At Google Quantum AI, we’ve been teaming up with industry and academic buddies to dig into these questions. We’ve been debunking the hype and getting down to the nitty-gritty. In 2022, we took on the chemistry of a badass enzyme family called cytochrome P450. These enzymes do some serious drug metabolizing in our bodies, and they’re super important for the pharmaceutical industry. So, we showed how a quantum computer could step up to the plate and tackle the complex electron relationships that determine the effectiveness of these enzymes. Turns out, a quantum computer would be way more accurate and efficient in studying this chemistry.
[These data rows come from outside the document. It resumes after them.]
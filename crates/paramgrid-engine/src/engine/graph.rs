//! Parameter dependency graph.
//!
//! An edge `A -> B` means "A's formula reads B". Only parameters with at
//! least one dependency get an entry; everything else has an implicitly
//! empty set.

use indexmap::{IndexMap, IndexSet};
use serde::Serialize;

/// Globally unique parameter identifier.
pub type ParamId = String;

#[derive(Clone, Debug, Default, PartialEq, Eq, Serialize)]
#[serde(transparent)]
pub struct DependencyGraph {
    edges: IndexMap<ParamId, IndexSet<ParamId>>,
}

impl DependencyGraph {
    pub fn new() -> Self {
        Self::default()
    }

    /// Union `deps` into the dependency set of `id`. Self-edges are dropped
    /// and no entry is created when nothing remains.
    pub fn add_dependencies<I>(&mut self, id: &str, deps: I)
    where
        I: IntoIterator<Item = ParamId>,
    {
        let deps: IndexSet<ParamId> = deps.into_iter().filter(|d| d != id).collect();
        if deps.is_empty() {
            return;
        }
        self.edges.entry(id.to_string()).or_default().extend(deps);
    }

    pub fn dependencies(&self, id: &str) -> Option<&IndexSet<ParamId>> {
        self.edges.get(id)
    }

    pub fn contains(&self, id: &str) -> bool {
        self.edges.contains_key(id)
    }

    pub fn iter(&self) -> impl Iterator<Item = (&ParamId, &IndexSet<ParamId>)> {
        self.edges.iter()
    }

    pub fn len(&self) -> usize {
        self.edges.len()
    }

    pub fn is_empty(&self) -> bool {
        self.edges.is_empty()
    }

    pub fn edge_count(&self) -> usize {
        self.edges.values().map(IndexSet::len).sum()
    }

    /// Ids that read from at least one other id.
    pub fn sources(&self) -> IndexSet<&str> {
        self.edges
            .iter()
            .filter(|(_, deps)| !deps.is_empty())
            .map(|(id, _)| id.as_str())
            .collect()
    }

    /// Ids that are read by at least one other id.
    pub fn targets(&self) -> IndexSet<&str> {
        self.edges
            .values()
            .flat_map(|deps| deps.iter().map(String::as_str))
            .collect()
    }

    /// Reverse map: id -> ids whose formulas read it.
    pub fn dependents(&self) -> IndexMap<ParamId, IndexSet<ParamId>> {
        let mut reverse: IndexMap<ParamId, IndexSet<ParamId>> = IndexMap::new();
        for (id, deps) in &self.edges {
            for dep in deps {
                reverse.entry(dep.clone()).or_default().insert(id.clone());
            }
        }
        reverse
    }

    /// Drop every edge whose endpoints are not both known. Returns the dropped
    /// `(from, to)` pairs.
    pub fn retain_known<F>(&mut self, known: F) -> Vec<(ParamId, ParamId)>
    where
        F: Fn(&str) -> bool,
    {
        let mut dropped = Vec::new();
        for (id, deps) in self.edges.iter_mut() {
            if !known(id) {
                dropped.extend(deps.drain(..).map(|dep| (id.clone(), dep)));
                continue;
            }
            deps.retain(|dep| {
                let keep = known(dep);
                if !keep {
                    dropped.push((id.clone(), dep.clone()));
                }
                keep
            });
        }
        self.edges.retain(|_, deps| !deps.is_empty());
        dropped
    }

    /// Apply a replacement plan: entries of replaced ids are removed and
    /// every dependency on a replaced id is redirected to its canonical id.
    /// Edges collapsing onto their own source are dropped.
    pub fn substitute(&self, replacements: &IndexMap<ParamId, ParamId>) -> DependencyGraph {
        let mut out = DependencyGraph::new();
        for (id, deps) in &self.edges {
            if replacements.contains_key(id) {
                continue;
            }
            let new_deps: Vec<ParamId> = deps
                .iter()
                .map(|dep| replacements.get(dep).unwrap_or(dep).clone())
                .collect();
            out.add_dependencies(id, new_deps);
        }
        out
    }
}

impl FromIterator<(ParamId, IndexSet<ParamId>)> for DependencyGraph {
    fn from_iter<T: IntoIterator<Item = (ParamId, IndexSet<ParamId>)>>(iter: T) -> Self {
        let mut graph = DependencyGraph::new();
        for (id, deps) in iter {
            graph.add_dependencies(&id, deps);
        }
        graph
    }
}
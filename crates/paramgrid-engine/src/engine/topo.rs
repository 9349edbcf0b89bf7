//! Evaluation order for parameters.
//!
//! Kahn's algorithm: a parameter is emitted once every parameter it reads has
//! been emitted. Ties keep the order the ids were supplied in. Whatever is
//! left when the queue drains sits on or behind a cycle and is appended in
//! supplied order, so the result always covers every id exactly once.

use indexmap::{IndexMap, IndexSet};
use std::collections::VecDeque;

use super::graph::{DependencyGraph, ParamId};

pub fn topological_order<'a, I>(ids: I, graph: &DependencyGraph) -> Vec<ParamId>
where
    I: IntoIterator<Item = &'a str>,
{
    let ids: IndexSet<&str> = ids.into_iter().collect();
    let mut pending: IndexMap<&str, usize> = IndexMap::with_capacity(ids.len());
    for id in &ids {
        let count = graph
            .dependencies(id)
            .map(|deps| deps.iter().filter(|d| ids.contains(d.as_str())).count())
            .unwrap_or(0);
        pending.insert(*id, count);
    }
    let dependents = graph.dependents();

    let mut queue: VecDeque<&str> = pending
        .iter()
        .filter(|(_, count)| **count == 0)
        .map(|(id, _)| *id)
        .collect();
    let mut order: Vec<ParamId> = Vec::with_capacity(ids.len());
    let mut emitted: IndexSet<&str> = IndexSet::with_capacity(ids.len());

    while let Some(current) = queue.pop_front() {
        order.push(current.to_string());
        emitted.insert(current);
        let Some(readers) = dependents.get(current) else {
            continue;
        };
        for reader in readers {
            if let Some(count) = pending.get_mut(reader.as_str()) {
                *count -= 1;
                if *count == 0 {
                    queue.push_back(reader.as_str());
                }
            }
        }
    }

    if order.len() < ids.len() {
        let remaining: Vec<&str> = ids.iter().copied().filter(|id| !emitted.contains(id)).collect();
        log::warn!(
            "dependency cycle prevents a strict order; appending {} parameter(s): {}",
            remaining.len(),
            remaining.join(", ")
        );
        order.extend(remaining.into_iter().map(str::to_string));
    }
    order
}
But we didn’t stop there. We also looked into finding a sustainable alternative to cobalt for lithium-ion batteries. Cobalt mining is a whole mess, so we wanted to see if quantum computers could help us out. We partnered up with BASF, QSimulate, and some smart folks at Macquarie University to develop techniques for simulating materials with periodic atomic structures. Specifically, we checked out this lithium nickel oxide (LNO) material that could potentially replace cobalt in batteries. The thing is, we don’t fully understand all the properties of LNO, so we designed quantum algorithms to study its energies. And let me tell you, it’s gonna take millions of qubits to do this on a quantum computer, but hey, we’re making progress.
Our latest adventure took us to the realm of fusion reactor dynamics. We teamed up with Sandia National Laboratories and our Macquarie University pals to simulate the crazy conditions of inertial confinement fusion (ICF) experiments. You got these high-intensity lasers, a metallic cavity, and some deuterium-tritium fuel. When everything gets heated up, fusion happens and it’s a big party of nuclear reactions. But simulating all that with classical computers is a nightmare. So, we took a shot at using a quantum computer to tackle the plasma dynamics in these experiments. It’s a computationally demanding task, but we’re pushing the boundaries, my friends.
Now, look, I gotta be real with you. Running these algorithms on a quantum computer ain’t happening anytime soon. We’re talking years down the line. But that’s why it’s important to start working on this stuff now. We’re laying the groundwork, figuring out the resources we need, and getting ready for that future where quantum computers are the real deal. Plus, along the way, we’ve already made some serious improvements in terms of the cost and efficiency of running these algorithms. So, yeah, it’s a long road ahead, but we’re making moves and getting closer to unleashing the true potential of quantum computing.